Copyright © 2003 by The Voice of Prophecy
David B. Smith

P.O. Box 53055    
Los Angeles, CA 90053   

Listen to Real Audio Broadcast
November 17, 2003
LESSONS FROM THE TEXAS SCHOOL BOOK DEPOSITORY #1

THE AGONY OF “WHAT IF?”

I don’t know how you remember it — and if you’re 40 years old or more, you certainly do. I was a 16-year-old high schooler, living in Hagerstown, Maryland, and it had just happened 10 minutes earlier when I heard the news. Ken was at a fruitstand with his mom in Mentone, California, when the reports began to come in. David, our writer/producer, was just an eight-year-old missionary kid living in Bangkok — and of course, Friday afternoon in Dallas, Texas was already Saturday morning in the Far East. One-thirty in the morning. David and his missionary friends, though, didn’t hear the tragic news until he was coming out of church that morning.

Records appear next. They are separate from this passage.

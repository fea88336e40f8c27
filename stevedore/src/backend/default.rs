use parking_lot::RwLock;
use tracing::debug;

use super::{Backend, BackendError, ConstructorRef, Implementation, MethodRef, ParameterPlan, PropertyRef, Resolution, ServiceType};
use crate::{
    any::{AnyValue, Instance, TypeInfo},
    errors::ResolveErrorKind,
    lifetime::Lifetime,
    registry::{ConstructorInjection, MethodInjection, PropertyInjection, Registration, Registry, Target},
};

/// Services requested by the resolution in progress, outermost first.
#[derive(Default)]
struct ResolutionPath(Vec<(TypeInfo, Option<String>)>);

impl ResolutionPath {
    fn enter(&mut self, service: &TypeInfo, name: Option<&str>) -> Result<(), ResolveErrorKind> {
        if self
            .0
            .iter()
            .any(|(entered, entered_name)| entered == service && entered_name.as_deref() == name)
        {
            let mut path = self.0.iter().map(|(entered, _)| entered.name).collect::<Vec<_>>();
            path.push(service.name);
            return Err(ResolveErrorKind::CyclicDependency { path });
        }

        self.0.push((*service, name.map(ToOwned::to_owned)));
        Ok(())
    }

    fn leave(&mut self) {
        self.0.pop();
    }
}

/// In-process backend: a registration table with per-registration lifetime caches.
///
/// Registrations are guarded by a read-write lock that is never held while user
/// constructors, setters or injection methods run.
#[derive(Default)]
pub struct DefaultBackend {
    registry: RwLock<Registry>,
}

impl DefaultBackend {
    #[inline]
    #[must_use]
    pub fn new() -> Self {
        Self::default()
    }

    fn resolve_in(&self, service: &TypeInfo, name: Option<&str>, path: &mut ResolutionPath) -> Result<Instance, ResolveErrorKind> {
        path.enter(service, name)?;
        let result = self.resolve_entered(service, name, path);
        path.leave();
        result
    }

    fn resolve_entered(&self, service: &TypeInfo, name: Option<&str>, path: &mut ResolutionPath) -> Result<Instance, ResolveErrorKind> {
        let registration = self.registry.read().find(service, name);
        if let Some(registration) = registration {
            return self.activate(&registration, path);
        }

        if name.is_none() {
            let injection = self.registry.read().constructor(&service.id);
            if let Some(injection) = injection {
                debug!(service = service.name, "Constructing unregistered type");
                let value = self.construct(service, &injection, path)?;
                if let Some(shared) = injection.constructor.share(value) {
                    return shared.map_err(Into::into);
                }
            }
        }

        Err(ResolveErrorKind::NoRegistration {
            service: service.name,
            name: name.map(ToOwned::to_owned),
        })
    }

    fn activate(&self, registration: &Registration, path: &mut ResolutionPath) -> Result<Instance, ResolveErrorKind> {
        match &registration.target {
            Target::Instance(instance) => Ok(instance.clone()),
            Target::Type(implementation) => registration.cache.get_or_create(|| {
                let ty = implementation.info();
                let injection = self
                    .registry
                    .read()
                    .constructor(&ty.id)
                    .ok_or(ResolveErrorKind::NoConstructor { implementation: ty.name })?;

                let value = self.construct(&ty, &injection, path)?;
                debug!(implementation = ty.name, "Constructed");
                implementation.share(value).map_err(Into::into)
            }),
        }
    }

    fn resolve_plan(&self, plan: &ParameterPlan, path: &mut ResolutionPath) -> Result<Vec<Instance>, ResolveErrorKind> {
        plan.resolutions()
            .iter()
            .map(|resolution| self.resolve_in(&resolution.service(), resolution.name(), path))
            .collect()
    }

    fn construct(&self, ty: &TypeInfo, injection: &ConstructorInjection, path: &mut ResolutionPath) -> Result<AnyValue, ResolveErrorKind> {
        let arguments = self
            .resolve_plan(&injection.parameters, path)
            .map_err(|source| ResolveErrorKind::Dependency {
                implementation: ty.name,
                member: injection.constructor.name(),
                source: Box::new(source),
            })?;
        let value = injection.constructor.construct(arguments)?;

        self.inject(ty, value, path)
    }

    /// Property injection first, then injection methods.
    fn inject(&self, ty: &TypeInfo, mut value: AnyValue, path: &mut ResolutionPath) -> Result<AnyValue, ResolveErrorKind> {
        let (properties, methods) = {
            let registry = self.registry.read();
            (registry.properties(&ty.id), registry.methods(&ty.id))
        };

        for PropertyInjection { property, resolution } in properties {
            let dependency = self
                .resolve_in(&resolution.service(), resolution.name(), path)
                .map_err(|source| ResolveErrorKind::Dependency {
                    implementation: ty.name,
                    member: property.name(),
                    source: Box::new(source),
                })?;
            value = property.set(value, dependency)?;
        }

        for MethodInjection { method, parameters } in methods {
            let arguments = self
                .resolve_plan(&parameters, path)
                .map_err(|source| ResolveErrorKind::Dependency {
                    implementation: ty.name,
                    member: method.name(),
                    source: Box::new(source),
                })?;
            value = method.invoke(value, arguments)?;
        }

        Ok(value)
    }
}

impl Backend for DefaultBackend {
    fn register_type(
        &self,
        service: ServiceType,
        implementation: Implementation,
        name: Option<&str>,
        lifetime: Lifetime,
    ) -> Result<(), BackendError> {
        debug!(
            ?service,
            implementation = implementation.info().name,
            name,
            lifetime = lifetime.name(),
            "Type registered"
        );
        self.registry
            .write()
            .insert(Registration::from_type(service, implementation, name, lifetime));
        Ok(())
    }

    fn register_instance(&self, service: TypeInfo, name: Option<&str>, instance: Instance) -> Result<(), BackendError> {
        debug!(service = service.name, name, "Instance registered");
        self.registry
            .write()
            .insert(Registration::from_instance(service, name, instance));
        Ok(())
    }

    fn resolve(&self, service: TypeInfo, name: Option<&str>) -> Result<Instance, BackendError> {
        Ok(self.resolve_in(&service, name, &mut ResolutionPath::default())?)
    }

    fn resolve_all(&self, service: TypeInfo) -> Result<Vec<Instance>, BackendError> {
        let registrations = self.registry.read().find_all(&service);
        let mut path = ResolutionPath::default();
        let mut instances = Vec::with_capacity(registrations.len());

        for registration in registrations {
            path.enter(&service, registration.name.as_deref())?;
            let instance = self.activate(&registration, &mut path);
            path.leave();
            instances.push(instance?);
        }

        Ok(instances)
    }

    fn inject_into(&self, ty: TypeInfo, existing: AnyValue) -> Result<AnyValue, BackendError> {
        Ok(self.inject(&ty, existing, &mut ResolutionPath::default())?)
    }

    fn register_constructor_injection(
        &self,
        ty: TypeInfo,
        constructor: ConstructorRef,
        parameters: ParameterPlan,
    ) -> Result<(), BackendError> {
        debug!(ty = ty.name, constructor = constructor.name(), "Constructor injection registered");
        self.registry
            .write()
            .set_constructor(ty.id, ConstructorInjection { constructor, parameters });
        Ok(())
    }

    fn register_method_injection(&self, ty: TypeInfo, method: MethodRef, parameters: ParameterPlan) -> Result<(), BackendError> {
        debug!(ty = ty.name, method = method.name(), "Method injection registered");
        self.registry.write().add_method(ty.id, MethodInjection { method, parameters });
        Ok(())
    }

    fn register_property_injection(&self, ty: TypeInfo, property: PropertyRef, resolution: Resolution) -> Result<(), BackendError> {
        debug!(ty = ty.name, property = property.name(), "Property injection registered");
        self.registry.write().add_property(ty.id, PropertyInjection { property, resolution });
        Ok(())
    }
}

The huge, blockbuster book, The Death of a President, by William Manchester, runs 891 pages in telling this terrible November story. And the plot builds up slowly, with politics and planning and Secret Service strategies and banquet dinners in Houston and San Antonio. Of course, we all know the story, and as you read this book, it hurts to relive it as Mrs. Kennedy puts on that pink dress. The motorcade sets out from Love Field in Dallas. The Presidential car, SS 100 X, with D.C. license plate number GG 300, holds six people: Secret Service agent Roy Kellerman, agent Bill Greer, the driver, Texas governor John Connally and his wife Nellie in two jump seats, and then John and Jacqueline Kennedy. And then, with page after page of details, the streets go by. Field. Market. Twelve-twenty-eight p.m. A right turn onto Houston. Now the clock reads 12:29. A very slow left turn, almost a U-turn onto Elm, which borders Dealey Plaza. Ahead is the triple underpass and the Stemmons Freeway. To the right the Texas School Book Depository, a six-story building.

All the crowds are cheering. People hanging out of windows. A dress manufacturer named Abe Zapruder has his movie camera ready with a Zoomar lens, eager for some footage of the President and Jackie.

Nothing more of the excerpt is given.